Por orden del tirano Hessler, el arquero Guillermo Tell disparó a una manzana colocada sobre la cabeza de su propio hijo, Walter, desde una distancia de 150 pasos. Su delito, no haberse inclinado ante el paso del invasor austriaco. El certero disparo y los sucesos que luego acontecieron fueron recogidos por primera vez 200 años después en las crónicas suizas del escritor Aegiidius Tschudi, en el siglo XVI. Al parecer se inspiró en multitud de leyendas y relatos de arqueros medievales, pero especialmente en uno: el escocés Gilpatrick, que fue obligado a disparar su flecha contra un huevo colocado sobre la cabeza de su hijo. Por obra y gracia de Tschudi, el arquero escocés se convirtió en el personaje más popular del folklore suizo.
            También la literatura infantil tiene sus mágicos personajes reales. Tal es el caso de la Alicia de Charles Lutwidge Dodgson, más conocido como Lewis Carroll. Su famoso cuento está lleno de referencias a la vida, la sociedad y los conocidos del escritor, pero su inspiración indiscutible es su amiga de la infancia Alice Pleasance Liddell. El cuento nació una calurosa tarde de julio de 1862, de picnic a orillas del Támesis con las tres hermanas Liddle; Dodgson comenzó a relatar una serie de historias disparatadas a las que llamó "Las aventuras subterráneas de Alicia" , y que encandilaron a las tres niñas, especialmente a Alice. Cuatro meses después, comenzó a escribir el manuscrito y a dibujar las ilustraciones. Finalmente se publicó en 1865, dedicado a Alice Liddell; como detalle final, el autor incluyó un retrato ovalado de la niña en la última página.
 
 
Un caso muy similar al de Alicia y Alice Liddle es el de Peter Pan y Peter Llewelyn Davies. El escritor James M. Barrie, gran amigo de la familia, comenzó a desarrollar la idea de su relato a partir de la amistad con Peter y sus hermanos, con los que jugaba a menudo y para los que creaba pequeñas obras de teatro que ellos mismos representaban.
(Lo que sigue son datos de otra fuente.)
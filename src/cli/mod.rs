pub mod commands;

use std::path::PathBuf;

use clap::{Parser, Subcommand, ValueEnum};

use crate::health::DEFAULT_MAX_AGE;

#[derive(Parser)]
#[command(name = "stockwatch")]
#[command(about = "Notifies when storefront products come back in stock", long_about = None)]
pub struct Cli {
    /// Config file (default: ~/.config/stockwatch/config.toml)
    #[arg(short, long, global = true)]
    pub config: Option<PathBuf>,

    /// Number of parallel workers for fetching product details
    #[arg(short, long, global = true)]
    pub workers: Option<usize>,

    #[command(subcommand)]
    pub command: Option<Commands>,
}

#[derive(Subcommand)]
pub enum Commands {
    /// Check availability and notify about newly available products
    Check {
        /// Send the status of every product regardless of stored state
        #[arg(short, long)]
        force: bool,

        /// Print the notification instead of sending it
        #[arg(long)]
        dry_run: bool,

        /// Where catalog data comes from
        #[arg(long, value_enum, default_value_t = SourceKind::Chrome)]
        source: SourceKind,
    },
    /// Check the snapshot store and the age of the last successful fetch
    Health {
        /// Maximum age of the last fetch in seconds
        #[arg(long, env = "HEALTHCHECK_INTERVAL", default_value_t = DEFAULT_MAX_AGE.as_secs())]
        max_age: u64,
    },
}

impl Default for Commands {
    fn default() -> Self {
        Commands::Check {
            force: false,
            dry_run: false,
            source: SourceKind::Chrome,
        }
    }
}

#[derive(Debug, Clone, Copy, PartialEq, Eq, ValueEnum)]
pub enum SourceKind {
    /// Headless Chrome reading the storefront's own API traffic
    Chrome,
    /// Direct requests to the storefront API
    Http,
}
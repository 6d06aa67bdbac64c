use std::path::PathBuf;
use std::sync::atomic::{AtomicUsize, Ordering};
use std::time::Duration;

use async_trait::async_trait;
use base64::engine::general_purpose::STANDARD;
use base64::Engine;
use chromiumoxide::browser::{Browser, BrowserConfig};
use chromiumoxide::cdp::browser_protocol::network::{
    EnableParams, EventResponseReceived, GetResponseBodyParams, RequestId,
};
use chromiumoxide::{Element, Page};
use futures::StreamExt;
use tokio::sync::Mutex;
use tokio::task::JoinHandle;
use tokio::time::Instant;
use tracing::{debug, error, info};

use crate::app::{Result, WatchError};
use crate::domain::{RawCatalogEntry, RawDetail, StoreContext};
use crate::source::capture::{api_responses, CapturedResponse};
use crate::source::{BrowserSettings, CatalogSettings, CatalogSource};

const PINCODE_INPUT: &str = "input[placeholder=\"Enter Your Pincode\"]";
const PINCODE_RESULT: &str = "div.list-group-item.text-left.searchproduct-name a.searchitem-name";
const PINCODE_CONFIRMATION: &str = "div.pincode_wrap span.ms-2.fw-semibold";

/// How long to keep draining captured network events once the page settled
const DRAIN_WINDOW: Duration = Duration::from_millis(500);
const DRAIN_POLL: Duration = Duration::from_millis(50);

static SESSION_SEQ: AtomicUsize = AtomicUsize::new(0);

/// One headless Chrome process with a single page
pub struct ChromeSession {
    browser: Browser,
    page: Page,
    handler: JoinHandle<()>,
    data_dir: PathBuf,
}

impl ChromeSession {
    async fn launch(settings: &BrowserSettings) -> Result<Self> {
        let data_dir = std::env::temp_dir().join(format!(
            "stockwatch-chrome-{}-{}",
            std::process::id(),
            SESSION_SEQ.fetch_add(1, Ordering::Relaxed)
        ));

        let mut builder = BrowserConfig::builder()
            .user_data_dir(&data_dir)
            .arg("--no-sandbox")
            .arg("--disable-gpu")
            .arg("--disable-dev-shm-usage")
            .arg("--disable-extensions")
            .arg("--disable-background-networking")
            .arg("--disable-background-timer-throttling")
            .arg("--disable-renderer-backgrounding")
            .arg("--disable-popup-blocking")
            .arg("--disable-sync")
            .arg("--no-first-run");

        if !settings.headless {
            builder = builder.with_head();
        }

        let browser_config = builder
            .build()
            .map_err(|e| WatchError::Browser(format!("Failed to build browser config: {}", e)))?;

        let (browser, mut handler) = Browser::launch(browser_config).await.map_err(|e| {
            WatchError::Browser(format!(
                "Failed to launch browser: {}. Is Chrome or Chromium installed and in PATH?",
                e
            ))
        })?;

        let handler = tokio::spawn(async move {
            while let Some(_event) = handler.next().await {}
        });

        let page = browser
            .new_page("about:blank")
            .await
            .map_err(|e| WatchError::Browser(format!("Failed to create page: {}", e)))?;

        if let Some(ref ua) = settings.user_agent {
            page.set_user_agent(ua)
                .await
                .map_err(|e| WatchError::Browser(format!("Failed to set user agent: {}", e)))?;
        }

        page.execute(EnableParams::default())
            .await
            .map_err(|e| WatchError::Browser(format!("Failed to enable network events: {}", e)))?;

        Ok(Self {
            browser,
            page,
            handler,
            data_dir,
        })
    }

    async fn close(mut self) -> Result<()> {
        let result = self
            .browser
            .close()
            .await
            .map(|_| ())
            .map_err(|e| WatchError::Browser(format!("Failed to close browser: {}", e)));

        let _ = self.browser.wait().await;
        self.handler.abort();
        let _ = tokio::fs::remove_dir_all(&self.data_dir).await;

        result
    }

    /// Load `url` and record every response the page received while loading
    async fn capture(&self, url: &str, settle: Duration) -> Result<Vec<CapturedResponse>> {
        let mut events = self
            .page
            .event_listener::<EventResponseReceived>()
            .await
            .map_err(|e| WatchError::Browser(format!("Failed to listen for responses: {}", e)))?;

        self.page
            .goto(url)
            .await
            .map_err(|e| WatchError::Browser(format!("Navigation to {} failed: {}", url, e)))?;

        tokio::time::sleep(settle).await;

        let deadline = Instant::now() + DRAIN_WINDOW;
        let mut captured = Vec::new();
        while Instant::now() < deadline {
            match tokio::time::timeout(DRAIN_POLL, events.next()).await {
                Ok(Some(event)) => captured.push(CapturedResponse::new(
                    event.request_id.inner().clone(),
                    event.response.url.clone(),
                )),
                Ok(None) | Err(_) => break,
            }
        }

        Ok(captured)
    }

    /// Body of a captured response, decoded when the browser returned base64
    async fn response_body(&self, response: &CapturedResponse) -> Result<String> {
        let reply = self
            .page
            .execute(GetResponseBodyParams::new(RequestId::new(
                response.request_id.clone(),
            )))
            .await
            .map_err(|e| WatchError::Browser(format!("Failed to read response body: {}", e)))?;

        if !reply.result.base64_encoded {
            return Ok(reply.result.body.clone());
        }

        let bytes = STANDARD
            .decode(reply.result.body.as_bytes())
            .map_err(|e| WatchError::Browser(format!("Invalid base64 response body: {}", e)))?;
        String::from_utf8(bytes)
            .map_err(|e| WatchError::Browser(format!("Response body is not UTF-8: {}", e)))
    }

    async fn wait_for_element(&self, selector: &str, timeout: Duration) -> Result<Element> {
        let deadline = Instant::now() + timeout;
        loop {
            match self.page.find_element(selector).await {
                Ok(element) => return Ok(element),
                Err(e) if Instant::now() >= deadline => {
                    return Err(WatchError::Browser(format!(
                        "Timed out waiting for {}: {}",
                        selector, e
                    )))
                }
                Err(_) => tokio::time::sleep(Duration::from_millis(200)).await,
            }
        }
    }
}

/// Catalog source that drives headless Chrome.
///
/// The storefront API rejects direct requests, so pages are loaded in a real
/// browser and the API responses are read back out of the captured network
/// traffic. The store is selected once, on a primary session that also
/// serves the catalog listing; detail fetches run on pooled sessions.
pub struct ChromeCatalogSource {
    browser: BrowserSettings,
    catalog: CatalogSettings,
    primary: Mutex<Option<ChromeSession>>,
}

impl ChromeCatalogSource {
    pub fn new(browser: BrowserSettings, catalog: CatalogSettings) -> Self {
        Self {
            browser,
            catalog,
            primary: Mutex::new(None),
        }
    }

    async fn select_store(&self, session: &ChromeSession, store: &StoreContext) -> Result<()> {
        let timeout = self.browser.element_timeout();
        let landing = self.catalog.landing_page();
        session
            .page
            .goto(landing.as_str())
            .await
            .map_err(|e| WatchError::Browser(format!("Navigation to {} failed: {}", landing, e)))?;

        let input = session.wait_for_element(PINCODE_INPUT, timeout).await?;
        input
            .click()
            .await
            .map_err(|e| WatchError::Browser(format!("Failed to focus pincode input: {}", e)))?
            .type_str(&store.pincode)
            .await
            .map_err(|e| WatchError::Browser(format!("Failed to type pincode: {}", e)))?;

        let result = session.wait_for_element(PINCODE_RESULT, timeout).await?;
        result
            .click()
            .await
            .map_err(|e| WatchError::Browser(format!("Failed to pick store: {}", e)))?;

        let confirmation = session.wait_for_element(PINCODE_CONFIRMATION, timeout).await?;
        let text = confirmation
            .inner_text()
            .await
            .map_err(|e| WatchError::Browser(format!("Failed to read confirmation: {}", e)))?
            .unwrap_or_default();
        info!("Pin code confirmed: {}", text.trim());

        Ok(())
    }
}

#[async_trait]
impl CatalogSource for ChromeCatalogSource {
    type Session = ChromeSession;

    async fn open_session(&self) -> Result<ChromeSession> {
        ChromeSession::launch(&self.browser).await
    }

    async fn close_session(&self, session: ChromeSession) -> Result<()> {
        session.close().await
    }

    async fn list_catalog(&self, store: &StoreContext) -> Result<Vec<RawCatalogEntry>> {
        let mut primary = self.primary.lock().await;
        if primary.is_none() {
            let session = ChromeSession::launch(&self.browser).await?;
            if let Err(e) = self.select_store(&session, store).await {
                let _ = session.close().await;
                return Err(e);
            }
            *primary = Some(session);
        }
        let Some(session) = primary.as_ref() else {
            return Err(WatchError::Browser("Primary browser session unavailable".into()));
        };

        let captured = session
            .capture(&self.catalog.category_page(), self.browser.wait_after_load())
            .await?;
        let responses = api_responses(
            captured,
            &self.catalog.api_prefix(),
            &self.catalog.endpoint,
        );

        let Some(response) = responses.iter().find(|r| r.is_category_listing()) else {
            error!("Could not find products data.");
            return Ok(Vec::new());
        };

        let body = session.response_body(response).await?;
        let json: serde_json::Value = serde_json::from_str(&body)?;
        let entries = RawCatalogEntry::list_from_response(&json);
        info!("Found {} {} products.", entries.len(), self.catalog.category);
        Ok(entries)
    }

    async fn fetch_detail(
        &self,
        alias: &str,
        session: &mut ChromeSession,
    ) -> Result<Option<RawDetail>> {
        let captured = session
            .capture(&self.catalog.product_page(alias), self.browser.detail_wait())
            .await?;
        let responses = api_responses(
            captured,
            &self.catalog.api_prefix(),
            &self.catalog.endpoint,
        );

        let Some(response) = responses.iter().find(|r| r.mentions_alias(alias)) else {
            debug!(alias, "no detail response captured");
            return Ok(None);
        };

        let body = session.response_body(response).await?;
        Ok(RawDetail::from_body(alias, &body))
    }

    async fn shutdown(&self) {
        if let Some(session) = self.primary.lock().await.take() {
            if let Err(e) = session.close().await {
                debug!("Failed to close primary browser session: {}", e);
            }
        }
    }
}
Esa convivencia, trufada de juegos y aventuras imaginarias, se plasmó primero en una obra de teatro, Peter Pan (1904) y luego en un libro, Peter Pan y Wendy (1911), que más tarde el propio Barry desarrolló en otros relatos y novelas. También Mark Twain recogió experiencias de su entorno vital para plasmarlas en sus geniales aventuras de Tom Sawyer; Tía Polly estaba inspirada en su madre y Tom en el propio escritor, junto con rasgos de “tres amigos”; Hunkleberry Finn era Tom Blankenship, el hijo del borracho de su pueblo, Hannibal (Missouri); y, según reconoce él mismo: “La mayoría de las aventuras que refiero en este libro son reflejo de la realidad; uno o dos me han ocurrido a mí mismo; el resto son anécdotas de otros niños, compañeros míos de la escuela”.

Para crear su legendario personaje El Zorro, Johnston McCulley se inspiró en bandidos reales de California durante la Fiebre del Oro, a mediados del s. XIX; uno de ellos fue Joaquín Murrieta, también conocido como el Robin Hood de El Dorado, forajido para unos y para otros héroe patriótico y símbolo de la resistencia contra la dominación yanqui en California.  Muchos otros personajes de la ficción literaria fueron personas reales antes de nacer: el Conde Montecristo fue el inocente zapatero Picaud; James Bond fue un tímido ornitólogo de nombre… James Bond; Cyrano de Bergerac, escritor, poeta y militar vivió realmente en el s. XVII con el nombre de Cyrano de Bergerac Hercule-Savinien de Cyrano de Bergerac; y el estricto capitán Blight fue tan real como el motín del HMS Bounty, 146 años antes de que fuera encarnado magistralmente por Charles Laughton en el cine.